A few minutes we waited thus in silence, and then Winona, panting and hot, came down the trail, a bundle in her arms which she, without a word, handed to me. She stepped into the canoe and picked up one of the paddles; Manteo took the other, and they pushed out boldly into the stream.
"Manteo," I said, turning to him, as he knelt in the bottom of the canoe, and with powerful strokes urged her through the water, "it was just in time that thou didst arrive."

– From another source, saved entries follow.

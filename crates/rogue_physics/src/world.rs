//! Physics world: static geometry and kinematic capsule bodies
//!
//! [`CollisionBackend`] is the contract the movement controller drives: a
//! sphere overlap query and a collide-and-slide move for a capsule attached to
//! a scene node. [`PhysicsWorld`] implements it against a list of static
//! colliders.

use crate::collision::{capsule_vs_collider, sphere_overlaps, CollisionFilter, CollisionLayer};
use crate::shapes::{Capsule, Collider, Sphere};
use rogue_core::{NodeKey, TransformHierarchy};
use rogue_math::Vec3;
use slotmap::{new_key_type, SlotMap};

new_key_type! {
    /// Key to a capsule body in the physics world
    pub struct BodyKey;
}

/// Collision queries consumed by the movement controller
pub trait CollisionBackend {
    /// True iff a sphere at `center` overlaps (or touches) any collider on `mask`
    fn overlap_sphere(&self, center: Vec3, radius: f32, mask: CollisionLayer) -> bool;

    /// Move the capsule `body` by up to `displacement`, sliding along whatever
    /// it hits, and write the result to its scene node
    ///
    /// Returns the displacement actually applied.
    fn move_and_collide(
        &mut self,
        hierarchy: &mut dyn TransformHierarchy,
        body: BodyKey,
        displacement: Vec3,
    ) -> Vec3;
}

/// Static collision geometry on a layer
#[derive(Clone, Copy, Debug)]
pub struct StaticCollider {
    pub collider: Collider,
    pub layer: CollisionLayer,
}

impl StaticCollider {
    pub fn new(collider: Collider, layer: CollisionLayer) -> Self {
        Self { collider, layer }
    }

    /// A walkable floor plane at the given height
    pub fn floor(y: f32) -> Self {
        Self::new(Collider::Plane(crate::shapes::Plane::floor(y)), CollisionLayer::GROUND)
    }
}

/// A kinematic capsule attached to a scene node
///
/// The capsule is aligned with the node's up vector and centred
/// `center_height` above the node position, so with the default the node
/// sits at the capsule's feet.
#[derive(Clone, Copy, Debug)]
pub struct CapsuleBody {
    /// Scene node moved by this body
    pub node: NodeKey,
    pub radius: f32,
    /// Total height including both caps
    pub height: f32,
    /// Offset of the capsule centre along the node's up axis
    pub center_height: f32,
    /// Layers that block this body
    pub collision_mask: CollisionLayer,
}

impl CapsuleBody {
    /// Capsule standing on its node, blocked by everything except players and triggers
    pub fn new(node: NodeKey, radius: f32, height: f32) -> Self {
        Self {
            node,
            radius,
            height,
            center_height: height * 0.5,
            collision_mask: CollisionFilter::player().mask,
        }
    }

    pub fn with_collision_mask(mut self, mask: CollisionLayer) -> Self {
        self.collision_mask = mask;
        self
    }

    pub fn with_center_height(mut self, center_height: f32) -> Self {
        self.center_height = center_height;
        self
    }

    /// The capsule shape for a node at `position` with the given up vector
    pub fn capsule_at(&self, position: Vec3, up: Vec3) -> Capsule {
        let up = up.normalized();
        Capsule::from_center_axis(position + up * self.center_height, up, self.height, self.radius)
    }
}

/// Solver settings for the collide-and-slide move
#[derive(Clone, Debug)]
pub struct PhysicsConfig {
    /// Maximum push-out passes per sub-step
    pub max_depenetration_iterations: u32,
    /// Upper bound on sub-steps per move
    ///
    /// Sub-steps never exceed half the capsule radius, so this also limits
    /// how far one move can go: anything past `max_substeps * radius / 2`
    /// is dropped.
    pub max_substeps: u32,
}

impl Default for PhysicsConfig {
    fn default() -> Self {
        Self {
            max_depenetration_iterations: 4,
            max_substeps: 32,
        }
    }
}

/// The physics world containing static colliders and capsule bodies
#[derive(Default)]
pub struct PhysicsWorld {
    static_colliders: Vec<StaticCollider>,
    bodies: SlotMap<BodyKey, CapsuleBody>,
    pub config: PhysicsConfig,
}

impl PhysicsWorld {
    /// Create a new physics world with default configuration
    pub fn new() -> Self {
        Self::with_config(PhysicsConfig::default())
    }

    /// Create a new physics world with custom configuration
    pub fn with_config(config: PhysicsConfig) -> Self {
        Self {
            static_colliders: Vec::new(),
            bodies: SlotMap::with_key(),
            config,
        }
    }

    /// Add a static collider to the world
    pub fn add_static_collider(&mut self, collider: StaticCollider) {
        self.static_colliders.push(collider);
    }

    /// Get immutable access to static colliders
    pub fn static_colliders(&self) -> &[StaticCollider] {
        &self.static_colliders
    }

    /// Add a capsule body and return its key
    pub fn add_body(&mut self, body: CapsuleBody) -> BodyKey {
        self.bodies.insert(body)
    }

    /// Remove a body from the world and return it
    pub fn remove_body(&mut self, key: BodyKey) -> Option<CapsuleBody> {
        self.bodies.remove(key)
    }

    pub fn get_body(&self, key: BodyKey) -> Option<&CapsuleBody> {
        self.bodies.get(key)
    }

    pub fn body_count(&self) -> usize {
        self.bodies.len()
    }

    /// Push the capsule out of every blocking collider it penetrates
    fn depenetrate(&self, body: &CapsuleBody, mut position: Vec3, up: Vec3) -> Vec3 {
        for _ in 0..self.config.max_depenetration_iterations {
            let mut moved = false;
            for s in &self.static_colliders {
                if !s.layer.intersects(body.collision_mask) {
                    continue;
                }
                let capsule = body.capsule_at(position, up);
                if let Some(contact) = capsule_vs_collider(&capsule, &s.collider) {
                    if contact.is_colliding() {
                        // Removes the into-surface part of the motion; the tangential part survives
                        position += contact.normal * contact.penetration;
                        moved = true;
                    }
                }
            }
            if !moved {
                break;
            }
        }
        position
    }
}

impl CollisionBackend for PhysicsWorld {
    fn overlap_sphere(&self, center: Vec3, radius: f32, mask: CollisionLayer) -> bool {
        let sphere = Sphere::new(center, radius);
        self.static_colliders
            .iter()
            .filter(|s| s.layer.intersects(mask))
            .any(|s| sphere_overlaps(&sphere, &s.collider))
    }

    fn move_and_collide(
        &mut self,
        hierarchy: &mut dyn TransformHierarchy,
        body: BodyKey,
        displacement: Vec3,
    ) -> Vec3 {
        let Some(capsule) = self.bodies.get(body).copied() else {
            log::warn!("move_and_collide on unknown body {:?}", body);
            return Vec3::ZERO;
        };

        let distance = displacement.length();
        if distance <= f32::EPSILON || !displacement.is_finite() {
            return Vec3::ZERO;
        }

        let start = hierarchy.world_position(capsule.node);
        let up = hierarchy.basis(capsule.node).up;

        // Sub-steps stay within half the radius; a move longer than the
        // sub-step budget covers is cut short instead of stretching the steps
        let max_step = (capsule.radius * 0.5).max(0.01);
        let budget = self.config.max_substeps.max(1);
        let needed = (distance / max_step).ceil() as u32;
        let (substeps, step) = if needed > budget {
            log::debug!(
                "capsule {:?}: move of {:.2} exceeds {} sub-steps, truncated to {:.2}",
                body, distance, budget, budget as f32 * max_step
            );
            (budget, displacement / distance * max_step)
        } else {
            let substeps = needed.max(1);
            (substeps, displacement / substeps as f32)
        };

        let mut position = start;
        for _ in 0..substeps {
            position = self.depenetrate(&capsule, position + step, up);
        }

        let applied = position - start;
        log::trace!(
            "capsule {:?}: requested {:?} applied {:?} in {} sub-steps",
            body, displacement, applied, substeps
        );
        hierarchy.translate_world(capsule.node, applied);
        applied
    }
}

#[cfg(test)]
mod tests {
    use super::*;
    use crate::shapes::{Aabb, Plane};
    use rogue_core::{SceneGraph, Transform};

    const EPSILON: f32 = 0.001;

    fn setup(start: Vec3) -> (PhysicsWorld, SceneGraph, BodyKey, NodeKey) {
        let mut world = PhysicsWorld::new();
        world.add_static_collider(StaticCollider::floor(0.0));
        let mut graph = SceneGraph::new();
        let node = graph.add_node("player", Transform::from_position(start));
        let body = world.add_body(CapsuleBody::new(node, 0.5, 2.0));
        (world, graph, body, node)
    }

    #[test]
    fn test_overlap_sphere_respects_mask() {
        let (world, _, _, _) = setup(Vec3::ZERO);
        assert!(world.overlap_sphere(Vec3::new(0.0, 0.2, 0.0), 0.4, CollisionLayer::GROUND));
        assert!(!world.overlap_sphere(Vec3::new(0.0, 0.2, 0.0), 0.4, CollisionLayer::STATIC));
        assert!(!world.overlap_sphere(Vec3::new(0.0, 1.0, 0.0), 0.4, CollisionLayer::ALL));
    }

    #[test]
    fn test_free_move_is_unobstructed() {
        let (mut world, mut graph, body, node) = setup(Vec3::new(0.0, 1.0, 0.0));
        let applied = world.move_and_collide(&mut graph, body, Vec3::new(0.3, 0.0, -0.2));
        assert!((applied - Vec3::new(0.3, 0.0, -0.2)).length() < EPSILON);
        assert!((graph.world_position(node) - Vec3::new(0.3, 1.0, -0.2)).length() < EPSILON);
    }

    #[test]
    fn test_floor_stops_descent() {
        let (mut world, mut graph, body, node) = setup(Vec3::new(0.0, 0.1, 0.0));
        let applied = world.move_and_collide(&mut graph, body, Vec3::new(0.0, -1.0, 0.0));
        assert!((applied.y + 0.1).abs() < EPSILON, "applied {:?}", applied);
        assert!(graph.world_position(node).y.abs() < EPSILON);
    }

    #[test]
    fn test_slides_along_floor() {
        let (mut world, mut graph, body, node) = setup(Vec3::ZERO);
        let applied = world.move_and_collide(&mut graph, body, Vec3::new(1.0, -0.5, 0.0));
        assert!((applied.x - 1.0).abs() < EPSILON);
        assert!(applied.y.abs() < EPSILON);
        assert!((graph.world_position(node) - Vec3::new(1.0, 0.0, 0.0)).length() < EPSILON);
    }

    #[test]
    fn test_wall_blocks_and_slides() {
        let (mut world, mut graph, body, node) = setup(Vec3::ZERO);
        world.add_static_collider(StaticCollider::new(
            Collider::Aabb(Aabb::new(Vec3::new(1.0, 0.0, -10.0), Vec3::new(2.0, 3.0, 10.0))),
            CollisionLayer::STATIC,
        ));
        let applied = world.move_and_collide(&mut graph, body, Vec3::new(2.0, 0.0, -1.0));
        let pos = graph.world_position(node);
        // Capsule surface stops at the wall face, tangential motion is kept
        assert!((pos.x - 0.5).abs() < EPSILON, "pos {:?}", pos);
        assert!((pos.z + 1.0).abs() < EPSILON);
        assert!((applied - pos).length() < EPSILON);
    }

    #[test]
    fn test_mask_excludes_layers() {
        let (mut world, mut graph, _, node) = setup(Vec3::ZERO);
        world.add_static_collider(StaticCollider::new(
            Collider::Plane(Plane::new(-Vec3::X, -1.0)),
            CollisionLayer::TRIGGER,
        ));
        let ghost = world.add_body(CapsuleBody::new(node, 0.5, 2.0));
        let applied = world.move_and_collide(&mut graph, ghost, Vec3::new(3.0, 0.0, 0.0));
        assert!((applied.x - 3.0).abs() < EPSILON);
    }

    #[test]
    fn test_long_move_cannot_skip_thin_platform() {
        let (mut world, mut graph, body, node) = setup(Vec3::ZERO);
        // 0.1 thick, far thinner than a 100 / 32 unit sub-step would be
        world.add_static_collider(StaticCollider::new(
            Collider::Aabb(Aabb::new(Vec3::new(-5.0, 2.95, -5.0), Vec3::new(5.0, 3.05, 5.0))),
            CollisionLayer::STATIC,
        ));
        graph.translate_world(node, Vec3::new(0.0, 10.0, 0.0));

        let applied = world.move_and_collide(&mut graph, body, Vec3::new(0.0, -100.0, 0.0));
        let pos = graph.world_position(node);
        assert!((pos.y - 3.05).abs() < EPSILON, "pos {:?}", pos);
        assert!((applied.y + 6.95).abs() < EPSILON, "applied {:?}", applied);
    }

    #[test]
    fn test_move_truncated_to_substep_budget() {
        let mut world = PhysicsWorld::with_config(PhysicsConfig {
            max_depenetration_iterations: 4,
            max_substeps: 8,
        });
        let mut graph = SceneGraph::new();
        let node = graph.add_node("player", Transform::identity());
        let body = world.add_body(CapsuleBody::new(node, 0.5, 2.0));

        // 8 steps of 0.25
        let applied = world.move_and_collide(&mut graph, body, Vec3::new(10.0, 0.0, 0.0));
        assert!((applied - Vec3::new(2.0, 0.0, 0.0)).length() < EPSILON, "applied {:?}", applied);
        assert!((graph.world_position(node).x - 2.0).abs() < EPSILON);
    }

    #[test]
    fn test_zero_displacement_is_noop() {
        let (mut world, mut graph, body, node) = setup(Vec3::new(0.0, -0.2, 0.0));
        let applied = world.move_and_collide(&mut graph, body, Vec3::ZERO);
        assert_eq!(applied, Vec3::ZERO);
        assert_eq!(graph.world_position(node), Vec3::new(0.0, -0.2, 0.0));
    }

    #[test]
    fn test_unknown_body() {
        let (mut world, mut graph, body, _) = setup(Vec3::ZERO);
        world.remove_body(body);
        assert_eq!(world.move_and_collide(&mut graph, body, Vec3::X), Vec3::ZERO);
        assert_eq!(world.body_count(), 0);
    }

    #[test]
    fn test_tilted_body_capsule_follows_up() {
        let (mut world, mut graph, body, node) = setup(Vec3::new(0.0, 0.6, 0.0));
        // Lying on its side: capsule axis along X, lowest point 0.5 below the node
        graph.rotate_world(node, Vec3::Z, 90.0);
        let applied = world.move_and_collide(&mut graph, body, Vec3::new(0.0, -1.0, 0.0));
        assert!((graph.world_position(node).y - 0.5).abs() < EPSILON, "applied {:?}", applied);
    }
}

"Manteo has been delayed long upon the journey," he answered. "Twice he nearly fell into the hands of hostile red men, and he only reached the lodges of the Cherokees a few hours after thou hadst departed. The chief, Windango, told me where thou hadst gone, so Manteo followed hot after the Eagle, and seeing the girl Winona, as I crept near the fire, I recognized her as the daughter of the chief of the Cherokees. In a few words she explained to me the trouble, and we gave the war whoop and rushed at them. Of a truth they acted as if the whole Cherokee nation were at their heels," and something like a smile crossed his dark face.
"It sounded to me as though there must have been at least a hundred savages in the woods," I answered. "My brother Manteo shouted as though he might have been threescore himself," and I laughed at him.
My eyes fell upon Margaret as she shivered in the stern, and catching up the great bearskin from the bottom of the boat, despite her protests, I wrapped it about her.
"The beautiful one is more lovely than the dawn," said Manteo, a look of admiration for a moment upon his face. "I wonder not that the Eagle has traversed all these leagues to carry her back with him to his lodge."
I looked at Margaret.
"Wouldst thou know what the chief has said of thee, Lady Margaret?" I asked, a twinkle in my eye, for the chief had spoken in his own tongue. Although he understood the English language, yet he would never express himself in it, but would always talk to me in his own soft speech.